#### [Problem]
For the material that follows, list every line containing the word "BETWEEN".

START Given data

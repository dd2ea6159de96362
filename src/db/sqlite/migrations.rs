//! SQLite database migrations

use crate::error::Result;
use rusqlite::Connection;

/// Run all database migrations
pub fn run_migrations(conn: &Connection) -> Result<()> {
    // Create migrations table
    conn.execute(
        "CREATE TABLE IF NOT EXISTS migrations (
            id INTEGER PRIMARY KEY,
            name TEXT NOT NULL UNIQUE,
            applied_at TEXT NOT NULL DEFAULT (datetime('now'))
        )",
        [],
    )?;

    run_migration(conn, "001_sector_performance", CREATE_SECTOR_PERFORMANCE_TABLE)?;
    run_migration(conn, "002_zt_pool", CREATE_ZT_POOL_TABLE)?;
    run_migration(conn, "003_dt_pool", CREATE_DT_POOL_TABLE)?;
    run_migration(conn, "004_zb_pool", CREATE_ZB_POOL_TABLE)?;
    run_migration(conn, "005_index_quotes", CREATE_INDEX_QUOTES_TABLE)?;
    run_migration(conn, "006_job_execution_logs", CREATE_JOB_EXECUTION_LOGS_TABLE)?;
    run_migration(conn, "007_trade_calendar", CREATE_TRADE_CALENDAR_TABLE)?;
    run_migration(conn, "008_sync_jobs", CREATE_SYNC_JOBS_TABLE)?;

    tracing::info!("Database migrations completed");
    Ok(())
}

fn run_migration(conn: &Connection, name: &str, sql: &str) -> Result<()> {
    // Check if migration already applied
    let exists: bool = conn.query_row(
        "SELECT EXISTS(SELECT 1 FROM migrations WHERE name = ?)",
        [name],
        |row| row.get(0),
    )?;

    if !exists {
        tracing::info!("Running migration: {}", name);
        conn.execute_batch(sql)?;
        conn.execute("INSERT INTO migrations (name) VALUES (?)", [name])?;
    }

    Ok(())
}

const CREATE_SECTOR_PERFORMANCE_TABLE: &str = r#"
CREATE TABLE sector_performance (
    id INTEGER PRIMARY KEY AUTOINCREMENT,
    trade_date TEXT NOT NULL,
    board_type TEXT NOT NULL,
    rank INTEGER NOT NULL,
    board_name TEXT NOT NULL,
    board_code TEXT,
    latest_price REAL,
    change_amount REAL,
    change_pct REAL,
    total_market_cap REAL,
    turnover_rate REAL,
    up_count INTEGER,
    down_count INTEGER,
    leading_stock TEXT,
    leading_stock_change_pct REAL,
    created_at TEXT NOT NULL DEFAULT (datetime('now')),
    UNIQUE(trade_date, board_type, rank)
);
"#;

const CREATE_ZT_POOL_TABLE: &str = r#"
CREATE TABLE zt_pool (
    id INTEGER PRIMARY KEY AUTOINCREMENT,
    trade_date TEXT NOT NULL,
    rank INTEGER NOT NULL,
    code TEXT NOT NULL,
    name TEXT NOT NULL,
    change_pct REAL,
    latest_price REAL,
    turnover_amount REAL,
    float_market_cap REAL,
    total_market_cap REAL,
    turnover_rate REAL,
    seal_amount REAL,
    first_seal_time TEXT,
    last_seal_time TEXT,
    break_count INTEGER,
    limit_up_stats TEXT,
    consecutive_boards INTEGER,
    industry TEXT,
    created_at TEXT NOT NULL DEFAULT (datetime('now')),
    UNIQUE(trade_date, rank)
);

CREATE INDEX idx_zt_pool_code ON zt_pool(code);
"#;

const CREATE_DT_POOL_TABLE: &str = r#"
CREATE TABLE dt_pool (
    id INTEGER PRIMARY KEY AUTOINCREMENT,
    trade_date TEXT NOT NULL,
    rank INTEGER NOT NULL,
    code TEXT NOT NULL,
    name TEXT NOT NULL,
    change_pct REAL,
    latest_price REAL,
    turnover_amount REAL,
    float_market_cap REAL,
    total_market_cap REAL,
    pe_dynamic REAL,
    turnover_rate REAL,
    seal_amount REAL,
    last_seal_time TEXT,
    board_turnover_amount REAL,
    consecutive_limit_downs INTEGER,
    open_count INTEGER,
    industry TEXT,
    created_at TEXT NOT NULL DEFAULT (datetime('now')),
    UNIQUE(trade_date, rank)
);

CREATE INDEX idx_dt_pool_code ON dt_pool(code);
"#;

const CREATE_ZB_POOL_TABLE: &str = r#"
CREATE TABLE zb_pool (
    id INTEGER PRIMARY KEY AUTOINCREMENT,
    trade_date TEXT NOT NULL,
    rank INTEGER NOT NULL,
    code TEXT NOT NULL,
    name TEXT NOT NULL,
    change_pct REAL,
    latest_price REAL,
    limit_up_price REAL,
    turnover_amount REAL,
    float_market_cap REAL,
    total_market_cap REAL,
    turnover_rate REAL,
    rise_speed REAL,
    first_seal_time TEXT,
    break_count INTEGER,
    limit_up_stats TEXT,
    amplitude REAL,
    industry TEXT,
    created_at TEXT NOT NULL DEFAULT (datetime('now')),
    UNIQUE(trade_date, rank)
);

CREATE INDEX idx_zb_pool_code ON zb_pool(code);
"#;

const CREATE_INDEX_QUOTES_TABLE: &str = r#"
CREATE TABLE index_quotes (
    id INTEGER PRIMARY KEY AUTOINCREMENT,
    trade_date TEXT NOT NULL,
    rank INTEGER NOT NULL,
    code TEXT NOT NULL,
    name TEXT NOT NULL,
    latest_price REAL,
    change_pct REAL,
    change_amount REAL,
    volume REAL,
    turnover_amount REAL,
    amplitude REAL,
    high REAL,
    low REAL,
    open REAL,
    prev_close REAL,
    volume_ratio REAL,
    created_at TEXT NOT NULL DEFAULT (datetime('now')),
    UNIQUE(trade_date, rank)
);
"#;

/// Append-only ledger, one row per orchestration run
const CREATE_JOB_EXECUTION_LOGS_TABLE: &str = r#"
CREATE TABLE job_execution_logs (
    id INTEGER PRIMARY KEY AUTOINCREMENT,
    run_id TEXT NOT NULL,
    job_id TEXT NOT NULL,
    execution_date TEXT NOT NULL,
    execution_time TEXT NOT NULL,
    status TEXT NOT NULL CHECK (status IN ('success', 'failed', 'skipped')),
    trigger_source TEXT NOT NULL DEFAULT 'scheduled',
    forced INTEGER NOT NULL DEFAULT 0,
    duration_ms INTEGER NOT NULL DEFAULT 0,
    is_trading_day INTEGER NOT NULL DEFAULT 1,
    industry_count INTEGER NOT NULL DEFAULT 0,
    concept_count INTEGER NOT NULL DEFAULT 0,
    zt_pool_count INTEGER NOT NULL DEFAULT 0,
    dt_pool_count INTEGER NOT NULL DEFAULT 0,
    zb_pool_count INTEGER NOT NULL DEFAULT 0,
    index_count INTEGER NOT NULL DEFAULT 0,
    dataset_results TEXT NOT NULL DEFAULT '[]',
    error_message TEXT,
    error_stack TEXT,
    notes TEXT,
    created_at TEXT NOT NULL DEFAULT (datetime('now'))
);

CREATE INDEX idx_job_execution_logs_job ON job_execution_logs(job_id, execution_date, execution_time);
CREATE INDEX idx_job_execution_logs_date ON job_execution_logs(execution_date, execution_time);
"#;

const CREATE_TRADE_CALENDAR_TABLE: &str = r#"
CREATE TABLE trade_calendar (
    trade_date TEXT PRIMARY KEY,
    fetched_at TEXT NOT NULL DEFAULT (datetime('now'))
);
"#;

/// Job schedules, seeded with the post-close daily sync and the limit-up recheck
const CREATE_SYNC_JOBS_TABLE: &str = r#"
CREATE TABLE sync_jobs (
    job_id TEXT PRIMARY KEY,
    name TEXT NOT NULL,
    hour INTEGER NOT NULL CHECK (hour BETWEEN 0 AND 23),
    minute INTEGER NOT NULL CHECK (minute BETWEEN 0 AND 59),
    timezone TEXT NOT NULL DEFAULT 'Asia/Shanghai',
    datasets TEXT NOT NULL,
    enabled INTEGER NOT NULL DEFAULT 1,
    updated_at TEXT NOT NULL DEFAULT (datetime('now'))
);

INSERT OR IGNORE INTO sync_jobs (job_id, name, hour, minute, timezone, datasets)
VALUES (
    'daily_snapshot_sync',
    'Daily market snapshot sync',
    15, 10, 'Asia/Shanghai',
    '["industry_sector","concept_sector","zt_pool","dt_pool","zb_pool","index_quote"]'
);

INSERT OR IGNORE INTO sync_jobs (job_id, name, hour, minute, timezone, datasets)
VALUES (
    'zt_pool_recheck',
    'Limit-up pool recheck',
    15, 35, 'Asia/Shanghai',
    '["zt_pool"]'
);
"#;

END Given data

#### [Completed task]
    hour INTEGER NOT NULL CHECK (hour BETWEEN 0 AND 23),
    minute INTEGER NOT NULL CHECK (minute BETWEEN 0 AND 59),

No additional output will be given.